About this exercise> Search the records below for the word "write". Pull out each line that has it.

Stored data entries>
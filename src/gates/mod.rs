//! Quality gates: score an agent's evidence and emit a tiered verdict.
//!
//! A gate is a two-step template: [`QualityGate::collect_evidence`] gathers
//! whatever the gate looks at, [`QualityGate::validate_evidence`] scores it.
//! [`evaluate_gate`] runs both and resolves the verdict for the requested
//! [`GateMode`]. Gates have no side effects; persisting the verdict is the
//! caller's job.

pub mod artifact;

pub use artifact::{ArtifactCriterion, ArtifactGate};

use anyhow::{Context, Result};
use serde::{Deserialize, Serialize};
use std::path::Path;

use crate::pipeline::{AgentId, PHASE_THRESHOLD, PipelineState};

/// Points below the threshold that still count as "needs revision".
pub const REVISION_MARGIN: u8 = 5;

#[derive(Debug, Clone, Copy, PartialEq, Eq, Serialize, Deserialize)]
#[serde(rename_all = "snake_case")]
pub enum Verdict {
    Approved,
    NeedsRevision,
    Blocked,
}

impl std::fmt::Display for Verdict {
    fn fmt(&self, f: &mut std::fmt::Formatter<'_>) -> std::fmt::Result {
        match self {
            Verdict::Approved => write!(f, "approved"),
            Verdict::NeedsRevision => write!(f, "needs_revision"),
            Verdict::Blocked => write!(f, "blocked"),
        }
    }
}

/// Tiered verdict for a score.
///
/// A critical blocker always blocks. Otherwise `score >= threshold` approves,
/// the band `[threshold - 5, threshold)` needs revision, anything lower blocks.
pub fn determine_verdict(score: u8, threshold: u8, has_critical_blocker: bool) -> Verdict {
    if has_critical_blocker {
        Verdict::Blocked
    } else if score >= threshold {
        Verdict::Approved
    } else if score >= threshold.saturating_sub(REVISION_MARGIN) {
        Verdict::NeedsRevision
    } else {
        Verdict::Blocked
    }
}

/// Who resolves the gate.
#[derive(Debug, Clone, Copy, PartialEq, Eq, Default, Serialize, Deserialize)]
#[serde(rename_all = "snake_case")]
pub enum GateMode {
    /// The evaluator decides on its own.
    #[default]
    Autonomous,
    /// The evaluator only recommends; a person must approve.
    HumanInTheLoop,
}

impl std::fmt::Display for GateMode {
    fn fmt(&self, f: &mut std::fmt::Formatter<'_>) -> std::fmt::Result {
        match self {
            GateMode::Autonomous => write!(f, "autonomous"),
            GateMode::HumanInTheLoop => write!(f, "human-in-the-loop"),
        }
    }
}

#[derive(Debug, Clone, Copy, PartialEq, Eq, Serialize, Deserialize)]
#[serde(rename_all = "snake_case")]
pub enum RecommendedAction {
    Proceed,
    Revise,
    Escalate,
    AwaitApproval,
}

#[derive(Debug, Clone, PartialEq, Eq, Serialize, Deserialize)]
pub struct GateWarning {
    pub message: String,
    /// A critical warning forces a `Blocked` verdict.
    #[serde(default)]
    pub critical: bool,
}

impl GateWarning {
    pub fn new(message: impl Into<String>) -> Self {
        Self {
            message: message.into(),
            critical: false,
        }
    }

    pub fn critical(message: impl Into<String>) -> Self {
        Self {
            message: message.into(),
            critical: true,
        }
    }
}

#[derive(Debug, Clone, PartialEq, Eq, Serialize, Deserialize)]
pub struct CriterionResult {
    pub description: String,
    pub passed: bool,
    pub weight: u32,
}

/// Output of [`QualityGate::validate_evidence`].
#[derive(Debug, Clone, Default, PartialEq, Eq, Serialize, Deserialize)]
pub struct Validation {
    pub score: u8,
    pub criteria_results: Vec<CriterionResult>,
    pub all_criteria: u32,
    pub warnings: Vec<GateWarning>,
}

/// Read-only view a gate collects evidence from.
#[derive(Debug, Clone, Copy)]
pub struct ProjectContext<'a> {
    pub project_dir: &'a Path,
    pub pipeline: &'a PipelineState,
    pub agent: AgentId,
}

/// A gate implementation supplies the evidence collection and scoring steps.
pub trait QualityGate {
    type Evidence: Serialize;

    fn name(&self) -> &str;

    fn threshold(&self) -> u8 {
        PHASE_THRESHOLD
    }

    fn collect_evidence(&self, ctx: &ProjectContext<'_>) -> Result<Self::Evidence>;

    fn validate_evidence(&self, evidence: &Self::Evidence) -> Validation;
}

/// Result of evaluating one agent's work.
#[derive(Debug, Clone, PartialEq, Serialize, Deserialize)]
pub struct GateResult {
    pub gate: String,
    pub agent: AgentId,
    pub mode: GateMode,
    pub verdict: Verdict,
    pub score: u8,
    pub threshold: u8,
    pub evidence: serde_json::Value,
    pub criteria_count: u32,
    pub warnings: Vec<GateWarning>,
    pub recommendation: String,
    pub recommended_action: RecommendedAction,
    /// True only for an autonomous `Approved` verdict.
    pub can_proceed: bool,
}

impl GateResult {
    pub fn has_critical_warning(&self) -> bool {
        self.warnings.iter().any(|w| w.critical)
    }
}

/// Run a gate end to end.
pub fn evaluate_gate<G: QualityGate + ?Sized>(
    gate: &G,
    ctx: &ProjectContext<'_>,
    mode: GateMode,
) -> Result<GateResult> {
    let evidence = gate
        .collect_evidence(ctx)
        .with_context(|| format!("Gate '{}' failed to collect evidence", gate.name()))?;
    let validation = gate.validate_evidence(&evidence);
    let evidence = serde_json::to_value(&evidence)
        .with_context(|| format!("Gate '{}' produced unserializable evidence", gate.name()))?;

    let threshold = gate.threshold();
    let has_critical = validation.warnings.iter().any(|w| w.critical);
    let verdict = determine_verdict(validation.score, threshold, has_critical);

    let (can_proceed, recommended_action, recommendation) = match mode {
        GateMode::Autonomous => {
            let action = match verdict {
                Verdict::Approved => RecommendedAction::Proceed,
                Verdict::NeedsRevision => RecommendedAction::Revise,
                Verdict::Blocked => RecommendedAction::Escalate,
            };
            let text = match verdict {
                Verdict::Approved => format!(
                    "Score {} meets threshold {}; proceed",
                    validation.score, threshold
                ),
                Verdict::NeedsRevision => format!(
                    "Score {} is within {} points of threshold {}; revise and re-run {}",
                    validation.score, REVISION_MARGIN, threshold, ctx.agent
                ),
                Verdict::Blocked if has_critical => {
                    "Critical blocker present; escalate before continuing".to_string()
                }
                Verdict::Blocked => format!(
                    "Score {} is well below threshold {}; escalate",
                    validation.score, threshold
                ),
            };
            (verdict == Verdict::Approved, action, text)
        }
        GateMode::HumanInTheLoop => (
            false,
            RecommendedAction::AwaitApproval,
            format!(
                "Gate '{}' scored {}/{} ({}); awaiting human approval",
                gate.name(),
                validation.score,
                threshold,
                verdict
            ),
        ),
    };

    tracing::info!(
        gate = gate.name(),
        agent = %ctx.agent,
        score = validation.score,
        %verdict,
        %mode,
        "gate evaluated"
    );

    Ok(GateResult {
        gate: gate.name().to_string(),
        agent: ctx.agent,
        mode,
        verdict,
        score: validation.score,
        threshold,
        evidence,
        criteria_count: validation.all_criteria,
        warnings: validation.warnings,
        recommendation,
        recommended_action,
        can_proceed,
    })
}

Response>
            Verdict::Approved => write!(f, "approved"),
            Verdict::NeedsRevision => write!(f, "needs_revision"),
            Verdict::Blocked => write!(f, "blocked"),
            GateMode::Autonomous => write!(f, "autonomous"),
            GateMode::HumanInTheLoop => write!(f, "human-in-the-loop"),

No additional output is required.